Fine Gael believes people must feel safe in their homes and use reasonable force to protect their property. We have tabled two Private Members’ Bills on this matter in the past four years ago, including one sponsored by Deputies Ring and Charles Flanagan. I often regret that the Government will accept Private Members’ Bills only occasionally, when there is a level of reasonableness and agreement and an understanding that everyone is on the same side. I do not understand the political reasons fully, but the fear is that the Opposition will claim credibility on the basis of non-Government legislation.

End Nobody has 100% call on what is good for society. If Oppositions are reasonable in putting forward issues, it is very regrettable that, for political reasons, these are turned down with perhaps a promise that something will be done. When the matter is put to bed, however, this action never happens.

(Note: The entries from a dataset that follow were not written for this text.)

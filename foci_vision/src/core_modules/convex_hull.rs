//! Convex-hull area of a pixel region, used for the solidity test.
//!
//! Each pixel contributes the four points of its diamond (centre ± 0.5 along
//! each axis). The hull area is the number of pixels of the bounding box whose
//! centre lies inside the hull of those points.

use crate::core_modules::label_volume::Point2D;

const EPS: f64 = 1e-9;

#[derive(Debug, Clone, Copy, PartialEq)]
struct P {
    x: f64,
    y: f64,
}

fn cross(o: P, a: P, b: P) -> f64 {
    (a.x - o.x) * (b.y - o.y) - (a.y - o.y) * (b.x - o.x)
}

/// Andrew's monotone chain; returns the hull counter-clockwise without repeats.
fn hull(mut points: Vec<P>) -> Vec<P> {
    points.sort_by(|a, b| a.x.total_cmp(&b.x).then(a.y.total_cmp(&b.y)));
    points.dedup();
    if points.len() < 3 {
        return points;
    }

    let mut lower: Vec<P> = Vec::new();
    for &p in &points {
        while lower.len() >= 2 && cross(lower[lower.len() - 2], lower[lower.len() - 1], p) <= 0.0 {
            lower.pop();
        }
        lower.push(p);
    }
    let mut upper: Vec<P> = Vec::new();
    for &p in points.iter().rev() {
        while upper.len() >= 2 && cross(upper[upper.len() - 2], upper[upper.len() - 1], p) <= 0.0 {
            upper.pop();
        }
        upper.push(p);
    }
    lower.pop();
    upper.pop();
    lower.extend(upper);
    lower
}

fn contains(polygon: &[P], p: P) -> bool {
    let n = polygon.len();
    (0..n).all(|i| cross(polygon[i], polygon[(i + 1) % n], p) >= -EPS)
}

/// Pixel count of the filled convex hull of `pixels`.
pub fn convex_hull_area(pixels: &[Point2D]) -> usize {
    if pixels.is_empty() {
        return 0;
    }

    let mut points = Vec::with_capacity(pixels.len() * 4);
    let (mut min_x, mut min_y, mut max_x, mut max_y) = (usize::MAX, usize::MAX, 0, 0);
    for px in pixels {
        let (x, y) = (px.x as f64, px.y as f64);
        points.push(P { x: x - 0.5, y });
        points.push(P { x: x + 0.5, y });
        points.push(P { x, y: y - 0.5 });
        points.push(P { x, y: y + 0.5 });
        min_x = min_x.min(px.x);
        min_y = min_y.min(px.y);
        max_x = max_x.max(px.x);
        max_y = max_y.max(px.y);
    }

    let polygon = hull(points);
    let mut area = 0;
    for x in min_x..=max_x {
        for y in min_y..=max_y {
            if contains(&polygon, P { x: x as f64, y: y as f64 }) {
                area += 1;
            }
        }
    }
    area
}
// THEORY:
// The `label_volume` module holds the data model shared by every other layer.
// A label volume is a time-ordered stack of 2D integer planes indexed `(t, x, y)`
// where 0 is background and every positive value names a region. The same
// representation carries the raw spot detections, the upstream nucleus tracks
// and the spot tracks this engine produces.
//
// Key architectural principles:
// 1.  **Region Growing**: Connected components are found by seeding at the first
//     unvisited pixel in raster order and growing through neighbours that share
//     the seed's value. IDs are therefore handed out in scan order, which makes
//     every downstream tie-break deterministic.
// 2.  **Dumb Data Containers**: `Region`, `Point2D` and `Point3D` only hold data and
//     summarise themselves (area, bounding box, centroid). They know nothing
//     about nuclei, tracks or time.
// 3.  **Views In, Owned Out**: Every function borrows `ndarray` views and returns
//     owned arrays, so callers can pass slices of larger volumes without copying.

use ndarray::{Array2, Array3, ArrayView2, ArrayView3, Axis};
use std::collections::{BTreeMap, BTreeSet};

/// A `(t, x, y)` stack of label planes.
pub type LabelVolume = Array3<u32>;
/// A `(t, x, y)` stack of 0/1 flags marking pixels to remove.
pub type RemovalMask = Array3<u8>;
/// Per-frame presence (0/1) of one spot ID.
pub type ActivityProfile = Vec<u8>;

/// Integer pixel coordinate inside a single plane.
#[derive(Debug, Clone, Copy, PartialEq, Eq, Hash, PartialOrd, Ord)]
pub struct Point2D {
    pub x: usize,
    pub y: usize,
}

/// Integer voxel coordinate inside a single 3D frame.
#[derive(Debug, Clone, Copy, PartialEq, Eq, Hash, Default)]
pub struct Point3D {
    pub z: usize,
    pub x: usize,
    pub y: usize,
}

/// Neighbourhood used when growing a component.
#[derive(Debug, Clone, Copy, PartialEq, Eq)]
pub enum Connectivity {
    /// Edge neighbours only.
    Four,
    /// Edge and corner neighbours.
    Eight,
}

impl Connectivity {
    fn offsets(self) -> &'static [(isize, isize)] {
        match self {
            Connectivity::Four => &[(0, 1), (0, -1), (1, 0), (-1, 0)],
            Connectivity::Eight => &[
                (-1, -1),
                (-1, 0),
                (-1, 1),
                (0, -1),
                (0, 1),
                (1, -1),
                (1, 0),
                (1, 1),
            ],
        }
    }
}

/// All the pixels carrying one label in one plane.
#[derive(Debug, Clone)]
pub struct Region {
    /// The label value shared by every pixel of the region.
    pub label: u32,
    /// Member pixels in raster order.
    pub pixels: Vec<Point2D>,
    /// Inclusive top-left and bottom-right corners.
    pub bounding_box: (Point2D, Point2D),
}

impl Region {
    fn from_pixels(label: u32, pixels: Vec<Point2D>) -> Self {
        let mut min = Point2D { x: usize::MAX, y: usize::MAX };
        let mut max = Point2D { x: 0, y: 0 };
        for p in &pixels {
            min.x = min.x.min(p.x);
            min.y = min.y.min(p.y);
            max.x = max.x.max(p.x);
            max.y = max.y.max(p.y);
        }
        Self {
            label,
            pixels,
            bounding_box: (min, max),
        }
    }

    pub fn area(&self) -> usize {
        self.pixels.len()
    }

    /// Mean member coordinate rounded to the nearest pixel.
    pub fn centroid(&self) -> Point2D {
        if self.pixels.is_empty() {
            return Point2D { x: 0, y: 0 };
        }
        let n = self.pixels.len() as f64;
        let (sx, sy) = self
            .pixels
            .iter()
            .fold((0.0, 0.0), |(sx, sy), p| (sx + p.x as f64, sy + p.y as f64));
        Point2D {
            x: (sx / n).round() as usize,
            y: (sy / n).round() as usize,
        }
    }
}

/// Labels the connected components of a plane.
///
/// Neighbouring non-zero pixels join when they carry the same value, so a binary
/// mask yields its plain components and a label image keeps touching labels
/// apart. Returns the relabelled plane and the number of components.
pub fn label_components(frame: ArrayView2<u32>, connectivity: Connectivity) -> (Array2<u32>, u32) {
    let (width, height) = frame.dim();
    let mut labels = Array2::<u32>::zeros((width, height));
    let mut next_label = 0u32;
    let mut stack: Vec<(usize, usize)> = Vec::new();

    for x in 0..width {
        for y in 0..height {
            let value = frame[[x, y]];
            if value == 0 || labels[[x, y]] != 0 {
                continue;
            }

            next_label += 1;
            labels[[x, y]] = next_label;
            stack.push((x, y));

            while let Some((cx, cy)) = stack.pop() {
                for (dx, dy) in connectivity.offsets() {
                    let nx = cx as isize + dx;
                    let ny = cy as isize + dy;
                    if nx < 0 || ny < 0 || nx >= width as isize || ny >= height as isize {
                        continue;
                    }
                    let (nx, ny) = (nx as usize, ny as usize);
                    if labels[[nx, ny]] == 0 && frame[[nx, ny]] == value {
                        labels[[nx, ny]] = next_label;
                        stack.push((nx, ny));
                    }
                }
            }
        }
    }

    (labels, next_label)
}

/// Groups the pixels of a plane by label, sorted by label value.
pub fn regions(frame: ArrayView2<u32>) -> Vec<Region> {
    let mut members: BTreeMap<u32, Vec<Point2D>> = BTreeMap::new();
    for ((x, y), &label) in frame.indexed_iter() {
        if label != 0 {
            members.entry(label).or_default().push(Point2D { x, y });
        }
    }
    members
        .into_iter()
        .map(|(label, pixels)| Region::from_pixels(label, pixels))
        .collect()
}

/// Sorted distinct non-zero labels of a whole volume.
pub fn unique_labels(volume: ArrayView3<u32>) -> Vec<u32> {
    volume
        .iter()
        .filter(|&&v| v != 0)
        .copied()
        .collect::<BTreeSet<u32>>()
        .into_iter()
        .collect()
}

/// The 0/1 presence of `id` in every frame of `track`.
pub fn activity_profile(track: ArrayView3<u32>, id: u32) -> ActivityProfile {
    track
        .axis_iter(Axis(0))
        .map(|frame| u8::from(frame.iter().any(|&v| v == id)))
        .collect()
}

#[cfg(test)]
mod tests {
    use super::*;
    use ndarray::array;

    #[test]
    fn labels_follow_raster_order() {
        let frame = array![[0, 1, 0, 0], [0, 0, 0, 1], [1, 0, 0, 1]];
        let (labels, n) = label_components(frame.view(), Connectivity::Four);
        assert_eq!(n, 3);
        assert_eq!(labels[[0, 1]], 1);
        assert_eq!(labels[[1, 3]], 2);
        assert_eq!(labels[[2, 3]], 2);
        assert_eq!(labels[[2, 0]], 3);
    }

    #[test]
    fn diagonal_pixels_join_only_with_eight_connectivity() {
        let frame = array![[1, 0], [0, 1]];
        assert_eq!(label_components(frame.view(), Connectivity::Four).1, 2);
        assert_eq!(label_components(frame.view(), Connectivity::Eight).1, 1);
    }

    #[test]
    fn touching_labels_stay_separate() {
        let frame = array![[4, 4, 7], [4, 7, 7]];
        let (_, n) = label_components(frame.view(), Connectivity::Four);
        assert_eq!(n, 2);
    }

    #[test]
    fn regions_group_disconnected_pixels_of_one_label() {
        let frame = array![[3, 0, 3], [0, 0, 0], [0, 5, 0]];
        let found = regions(frame.view());
        assert_eq!(found.len(), 2);
        assert_eq!(found[0].label, 3);
        assert_eq!(found[0].area(), 2);
        assert_eq!(found[0].centroid(), Point2D { x: 0, y: 1 });
        assert_eq!(found[0].bounding_box.1, Point2D { x: 0, y: 2 });
        assert_eq!(found[1].label, 5);
    }

    #[test]
    fn profile_marks_frames_containing_the_id() {
        let mut track = LabelVolume::zeros((4, 2, 2));
        track[[1, 0, 0]] = 9;
        track[[3, 1, 1]] = 9;
        track[[2, 1, 1]] = 2;
        assert_eq!(activity_profile(track.view(), 9), vec![0, 1, 0, 1]);
        assert_eq!(unique_labels(track.view()), vec![2, 9]);
    }
}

Deputy O’Shea mentioned that nobody locked their door in rural Ireland. I remember that well and indeed up to ten years ago I did not lock my car. However, it suddenly dawned on me that things were changing in this society. We find now that people are frightened, especially elderly people, and we are very conscious of this when we go canvassing and meeting people at their doors. When a certain time in the evening comes, one does not call to doors for fear of frightening people. One suspends one’s canvassing for that very reason.

The Bill will let people know where they stand when their privacy is invaded. We must be concerned and must temper our defence when confronted with weapons, be they guns, crowbars or any other item that could inflict injury. We must have a balanced approach to defending ourselves and be careful that life is not put in danger. Deputy Shatter stated that according to the Bill not alone is the house considered a property, but so is the curtilage, namely, the back and front gardens. Deputy Shatter said one does not shoot a guy because he is out in the back garden stealing one’s lawnmower or shovel. There must be balance in the approach to defending property so that life is not recklessly put in danger in such circumstances.

I welcome the Bill. It clarifies a situation which had become very difficult, especially since the Nally case in the west which clearly divided public opinion on the issue. There are people who will say there are dangerous elements in this Bill, that it may allow a certain level of recklessness. However, a level of recklessness currently exists regarding the safety of people in their homes concerning which I gave statistics. That recklessness must be confronted. This is one measure of confronting it but the Government must also consider other measures to ensure that the statistics, as I outlined them, do not continue to increase as more and more people are put at risk. People must be advised on how to protect themselves, especially elderly people who suffer spates of attacks. At one stage there was such a spate of attacks in the west that it was like an epidemic, which was seriously upsetting.

We welcome the Bill and hope it will have a quick passage through the Dáil and Seanad.